The Saturday Night Ghost Club by Craig Davidson started as a medical thesis and morphed into a novel about a boy taken on a series of ghost hunts with his uncle. What remains of the original thesis are introductory stories in each chapter about brain surgery patients.

It's the 1980s in Niagara Falls. Jake Baker is spending most of his free time with his Uncle Calvin. Calvin runs an occult shop and has tale after tale about the ghosts who haunt the city and its surrounds. He wants to show Jake this other side of the city.

Ultimately through these adventures, Jake comes to learn his uncle's tragic past. There's a reason he's so spacey and such a firm believer in the occult. The revelation of those reasons is couched in the building blocks of the road narrative spectrum.

There are actually two road narratives in this novel but they sit in the spot on the spectrum. To avoid spoilers, I will only look at Jake and Calvin's journey.

Jake and Calvin are family travelers (33). They adventure together, though with Calvin in the metaphorical and sometimes literal driver's seat.

Their adventures primarily take them to abandoned buildings or places outside of town. Two key places that together count as the wildlands (99) are the river area under the bridge where a car remains submerged and the foundation of a burned out house on a hill, far out of town.

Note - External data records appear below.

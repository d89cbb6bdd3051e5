//! External metadata and register-status gateways.
//!
//! The account-metadata store and the register status cache are external
//! collaborators. Both are injected into the pipeline as trait objects
//! so the chain is testable without a shared service instance. Calls
//! are blocking and issued sequentially; no stage retries.

use dataright_core::errors::CoreError;

/// Metadata key holding a user's nominated-representative permission.
pub const BNR_PERMISSION_KEY: &str = "BNR_PERMISSION";

/// Sentinel value marking a revoked nominated-representative permission.
pub const BNR_REVOKE_PERMISSION: &str = "REVOKE";

/// Data-access failure from a gateway.
///
/// Every occurrence aborts the current call; the pipeline never
/// substitutes a default answer for a failed lookup.
#[derive(Debug, Clone, PartialEq, Eq, thiserror::Error)]
#[error("account metadata access failed: {message}")]
pub struct MetadataError {
    /// What failed during the lookup
    pub message: String,
}

impl MetadataError {
    /// Build a lookup failure.
    pub fn new(message: impl Into<String>) -> Self {
        Self {
            message: message.into(),
        }
    }
}

impl From<MetadataError> for CoreError {
    fn from(err: MetadataError) -> Self {
        CoreError::metadata_lookup(err.message)
    }
}

/// A joint-account co-holder's disclosure option.
#[derive(Debug, Clone, Copy, PartialEq, Eq)]
pub enum DisclosureOption {
    /// Co-holder elected not to share; the account must be withheld
    NoSharing,
    /// Co-holder pre-approved disclosure
    PreApproval,
    /// No election recorded for the account
    NotFound,
}

impl DisclosureOption {
    /// Whether the election permits disclosure.
    ///
    /// Accounts with no recorded election remain disclosable.
    pub fn permits_sharing(&self) -> bool {
        !matches!(self, Self::NoSharing)
    }
}

/// Account-metadata lookups consumed by the filter chain.
pub trait MetadataGateway {
    /// Disclosure option elected for a joint account.
    fn disclosure_option(&self, account_id: &str) -> Result<DisclosureOption, MetadataError>;

    /// Raw metadata value stored under `key` for an account/user pair.
    fn account_metadata_by_key(
        &self,
        account_id: &str,
        user_id: &str,
        key: &str,
    ) -> Result<Option<String>, MetadataError>;

    /// Whether the client's legal entity is blocked for the account/user pair.
    fn is_legal_entity_blocked(
        &self,
        account_id: &str,
        user_id: &str,
        client_id: &str,
    ) -> Result<bool, MetadataError>;

    /// Whether the user's secondary-account instruction is active.
    fn is_secondary_user_eligible(
        &self,
        account_id: &str,
        user_id: &str,
    ) -> Result<bool, MetadataError>;
}

/// ADR / software-product status in the register.
#[derive(Debug, Clone, PartialEq, Eq)]
pub enum RegisterStatus {
    /// Recipient and product are active; disclosure may proceed
    Active,
    /// Recipient or product is not active
    Inactive {
        /// Detail text for the refusal
        detail: String,
    },
}

impl RegisterStatus {
    /// Whether disclosure may proceed.
    pub fn is_active(&self) -> bool {
        matches!(self, Self::Active)
    }
}

/// Register status lookups consumed by the metadata-status gate.
pub trait RegisterStatusGateway {
    /// Whether CDR data should be disclosed to the client right now.
    fn should_disclose(&self, client_id: &str) -> Result<RegisterStatus, MetadataError>;
}

#[cfg(test)]
mod tests {
    use super::*;

    #[test]
    fn missing_election_permits_sharing() {
        assert!(DisclosureOption::NotFound.permits_sharing());
        assert!(DisclosureOption::PreApproval.permits_sharing());
        assert!(!DisclosureOption::NoSharing.permits_sharing());
    }

    #[test]
    fn metadata_error_converts_to_core_error() {
        let err: CoreError = MetadataError::new("store down").into();
        assert_eq!(err, CoreError::metadata_lookup("store down"));
    }
}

The route to their destination — these wildlands — is through the cornfield (FF). This novel being Canadian, goes with the tkaronto or "place where trees stand in water" imagery, rather than the overgrown croplands that are more common in U.S. road narrative imagery.

All together, Jake and Calvin's ghost hunting adventures are framed as a family traveling to the wildlands via the cornfield (3399FF). Despite the inclusion of a potentially magical route, the type of traveler and the destination keep this novel grounded in realistic fiction.